[Records for this task]:
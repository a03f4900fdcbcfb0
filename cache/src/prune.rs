//! Reduces full event payloads to the fields worth keeping in the details
//! cache.

use serde_json::{Map, Value};

use crate::event::{GitHubEvent, PrunedPayload};

/// Turns a full event into the payload stored alongside its details.
///
/// Implementations must be pure: the same event always prunes to the same
/// payload.
pub trait PayloadPruner: Send + Sync {
  fn prune(&self, event: &GitHubEvent) -> PrunedPayload;
}

impl<F> PayloadPruner for F
where
  F: Fn(&GitHubEvent) -> PrunedPayload + Send + Sync,
{
  fn prune(&self, event: &GitHubEvent) -> PrunedPayload {
    self(event)
  }
}

/// The default pruner, aware of the common GitHub event types.
#[derive(Debug, Clone, Copy, PartialEq, Eq)]
pub struct GitHubPayloadPruner {
  /// Commits kept from a push, newest-first as the API lists them.
  pub max_commits: usize,
  /// Long text (bodies, commit messages) is cut to this many chars.
  pub max_body_chars: usize,
}

impl Default for GitHubPayloadPruner {
  fn default() -> Self {
    Self {
      max_commits: 10,
      max_body_chars: 500,
    }
  }
}

impl GitHubPayloadPruner {
  fn text(&self, value: Option<&Value>) -> Value {
    match value {
      Some(Value::String(s)) => Value::String(truncate_chars(s, self.max_body_chars)),
      Some(other) => other.clone(),
      None => Value::Null,
    }
  }

  fn push(&self, payload: &Map<String, Value>) -> Map<String, Value> {
    let mut out = pick(payload, &["ref", "head", "before", "size", "distinct_size"]);
    let commits = payload
      .get("commits")
      .and_then(Value::as_array)
      .map(|commits| {
        commits
          .iter()
          .take(self.max_commits)
          .map(|commit| {
            let mut c = Map::new();
            c.insert("sha".into(), commit.get("sha").cloned().unwrap_or(Value::Null));
            c.insert("message".into(), self.text(commit.get("message")));
            Value::Object(c)
          })
          .collect::<Vec<_>>()
      })
      .unwrap_or_default();
    out.insert("commits".into(), Value::Array(commits));
    out
  }

  // Keeps the listed fields of a nested object, truncating `body`.
  fn nested(&self, payload: &Map<String, Value>, name: &str, fields: &[&str]) -> Option<Value> {
    let obj = payload.get(name)?.as_object()?;
    let mut out = pick(obj, fields);
    if fields.contains(&"body") {
      out.insert("body".into(), self.text(obj.get("body")));
    }
    Some(Value::Object(out))
  }

  fn prune_payload(&self, kind: &str, payload: &Map<String, Value>) -> Map<String, Value> {
    const ISSUE_FIELDS: &[&str] = &["number", "title", "state", "html_url"];
    const PR_FIELDS: &[&str] = &["number", "title", "state", "merged", "html_url", "body"];

    let mut out = Map::new();
    let keep = |out: &mut Map<String, Value>, name: &str, value: Option<Value>| {
      if let Some(value) = value {
        out.insert(name.to_string(), value);
      }
    };

    match kind {
      "PushEvent" => return self.push(payload),
      "PullRequestEvent" => {
        out = pick(payload, &["action", "number"]);
        keep(&mut out, "pull_request", self.nested(payload, "pull_request", PR_FIELDS));
      }
      "PullRequestReviewEvent" => {
        out = pick(payload, &["action"]);
        keep(&mut out, "pull_request", self.nested(payload, "pull_request", ISSUE_FIELDS));
        keep(&mut out, "review", self.nested(payload, "review", &["state", "html_url", "body"]));
      }
      "PullRequestReviewCommentEvent" => {
        out = pick(payload, &["action"]);
        keep(&mut out, "pull_request", self.nested(payload, "pull_request", ISSUE_FIELDS));
        keep(&mut out, "comment", self.nested(payload, "comment", &["html_url", "path", "body"]));
      }
      "IssuesEvent" => {
        out = pick(payload, &["action"]);
        let fields = &["number", "title", "state", "html_url", "body"];
        keep(&mut out, "issue", self.nested(payload, "issue", fields));
      }
      "IssueCommentEvent" => {
        out = pick(payload, &["action"]);
        keep(&mut out, "issue", self.nested(payload, "issue", ISSUE_FIELDS));
        keep(&mut out, "comment", self.nested(payload, "comment", &["html_url", "body"]));
      }
      "ReleaseEvent" => {
        out = pick(payload, &["action"]);
        let fields = &["tag_name", "name", "html_url", "prerelease"];
        keep(&mut out, "release", self.nested(payload, "release", fields));
      }
      "CreateEvent" | "DeleteEvent" => {
        out = pick(payload, &["ref", "ref_type", "description"]);
      }
      "ForkEvent" => {
        keep(&mut out, "forkee", self.nested(payload, "forkee", &["full_name", "html_url"]));
      }
      "WatchEvent" | "MemberEvent" | "PublicEvent" => {
        out = pick(payload, &["action"]);
      }
      _ => {
        for (name, value) in payload {
          if !value.is_object() && !value.is_array() {
            out.insert(name.clone(), self.text(Some(value)));
          }
        }
      }
    }
    out
  }
}

impl PayloadPruner for GitHubPayloadPruner {
  fn prune(&self, event: &GitHubEvent) -> PrunedPayload {
    match event.payload.as_object() {
      Some(payload) => Value::Object(self.prune_payload(&event.kind, payload)),
      None => Value::Object(Map::new()),
    }
  }
}

fn pick(obj: &Map<String, Value>, fields: &[&str]) -> Map<String, Value> {
  fields
    .iter()
    .filter_map(|&f| obj.get(f).map(|v| (f.to_string(), v.clone())))
    .collect()
}

fn truncate_chars(s: &str, max: usize) -> String {
  match s.char_indices().nth(max) {
    Some((cut, _)) => format!("{}…", &s[..cut]),
    None => s.to_string(),
  }
}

[Work to complete]: Repeat the records above in full, character for character.

[Finished task]:
repository a03f4900fdcbcfb0
filename cache/src/prune.rs
//! Reduces full event payloads to the fields worth keeping in the details
//! cache.

use serde_json::{Map, Value};

use crate::event::{GitHubEvent, PrunedPayload};

/// Turns a full event into the payload stored alongside its details.
///
/// Implementations must be pure: the same event always prunes to the same
/// payload.
pub trait PayloadPruner: Send + Sync {
  fn prune(&self, event: &GitHubEvent) -> PrunedPayload;
}

impl<F> PayloadPruner for F
where
  F: Fn(&GitHubEvent) -> PrunedPayload + Send + Sync,
{
  fn prune(&self, event: &GitHubEvent) -> PrunedPayload {
    self(event)
  }
}

/// The default pruner, aware of the common GitHub event types.
#[derive(Debug, Clone, Copy, PartialEq, Eq)]
pub struct GitHubPayloadPruner {
  /// Commits kept from a push, newest-first as the API lists them.
  pub max_commits: usize,
  /// Long text (bodies, commit messages) is cut to this many chars.
  pub max_body_chars: usize,
}

impl Default for GitHubPayloadPruner {
  fn default() -> Self {
    Self {
      max_commits: 10,
      max_body_chars: 500,
    }
  }
}

impl GitHubPayloadPruner {
  fn text(&self, value: Option<&Value>) -> Value {
    match value {
      Some(Value::String(s)) => Value::String(truncate_chars(s, self.max_body_chars)),
      Some(other) => other.clone(),
      None => Value::Null,
    }
  }

  fn push(&self, payload: &Map<String, Value>) -> Map<String, Value> {
    let mut out = pick(payload, &["ref", "head", "before", "size", "distinct_size"]);
    let commits = payload
      .get("commits")
      .and_then(Value::as_array)
      .map(|commits| {
        commits
          .iter()
          .take(self.max_commits)
          .map(|commit| {
            let mut c = Map::new();
            c.insert("sha".into(), commit.get("sha").cloned().unwrap_or(Value::Null));
            c.insert("message".into(), self.text(commit.get("message")));
            Value::Object(c)
          })
          .collect::<Vec<_>>()
      })
      .unwrap_or_default();
    out.insert("commits".into(), Value::Array(commits));
    out
  }

  // Keeps the listed fields of a nested object, truncating `body`.
  fn nested(&self, payload: &Map<String, Value>, name: &str, fields: &[&str]) -> Option<Value> {
    let obj = payload.get(name)?.as_object()?;
    let mut out = pick(obj, fields);
    if fields.contains(&"body") {
      out.insert("body".into(), self.text(obj.get("body")));
    }
    Some(Value::Object(out))
  }

  fn prune_payload(&self, kind: &str, payload: &Map<String, Value>) -> Map<String, Value> {
    const ISSUE_FIELDS: &[&str] = &["number", "title", "state", "html_url"];
    const PR_FIELDS: &[&str] = &["number", "title", "state", "merged", "html_url", "body"];

    let mut out = Map::new();
    let keep = |out: &mut Map<String, Value>, name: &str, value: Option<Value>| {
      if let Some(value) = value {
        out.insert(name.to_string(), value);
      }
    };

    match kind {
      "PushEvent" => return self.push(payload),
      "PullRequestEvent" => {
        out = pick(payload, &["action", "number"]);
        keep(&mut out, "pull_request", self.nested(payload, "pull_request", PR_FIELDS));
      }
      "PullRequestReviewEvent" => {
        out = pick(payload, &["action"]);
        keep(&mut out, "pull_request", self.nested(payload, "pull_request", ISSUE_FIELDS));
        keep(&mut out, "review", self.nested(payload, "review", &["state", "html_url", "body"]));
      }
      "PullRequestReviewCommentEvent" => {
        out = pick(payload, &["action"]);
        keep(&mut out, "pull_request", self.nested(payload, "pull_request", ISSUE_FIELDS));
        keep(&mut out, "comment", self.nested(payload, "comment", &["html_url", "path", "body"]));
      }
      "IssuesEvent" => {
        out = pick(payload, &["action"]);
        let fields = &["number", "title", "state", "html_url", "body"];
        keep(&mut out, "issue", self.nested(payload, "issue", fields));
      }
      "IssueCommentEvent" => {
        out = pick(payload, &["action"]);
        keep(&mut out, "issue", self.nested(payload, "issue", ISSUE_FIELDS));
        keep(&mut out, "comment", self.nested(payload, "comment", &["html_url", "body"]));
      }
      "ReleaseEvent" => {
        out = pick(payload, &["action"]);
        let fields = &["tag_name", "name", "html_url", "prerelease"];
        keep(&mut out, "release", self.nested(payload, "release", fields));
      }
      "CreateEvent" | "DeleteEvent" => {
        out = pick(payload, &["ref", "ref_type", "description"]);
      }
      "ForkEvent" => {
        keep(&mut out, "forkee", self.nested(payload, "forkee", &["full_name", "html_url"]));
      }
      "WatchEvent" | "MemberEvent" | "PublicEvent" => {
        out = pick(payload, &["action"]);
      }
      _ => {
        for (name, value) in payload {
          if !value.is_object() && !value.is_array() {
            out.insert(name.clone(), self.text(Some(value)));
          }
        }
      }
    }
    out
  }
}

impl PayloadPruner for GitHubPayloadPruner {
  fn prune(&self, event: &GitHubEvent) -> PrunedPayload {
    match event.payload.as_object() {
      Some(payload) => Value::Object(self.prune_payload(&event.kind, payload)),
      None => Value::Object(Map::new()),
    }
  }
}

fn pick(obj: &Map<String, Value>, fields: &[&str]) -> Map<String, Value> {
  fields
    .iter()
    .filter_map(|&f| obj.get(f).map(|v| (f.to_string(), v.clone())))
    .collect()
}

fn truncate_chars(s: &str, max: usize) -> String {
  match s.char_indices().nth(max) {
    Some((cut, _)) => format!("{}…", &s[..cut]),
    None => s.to_string(),
  }
}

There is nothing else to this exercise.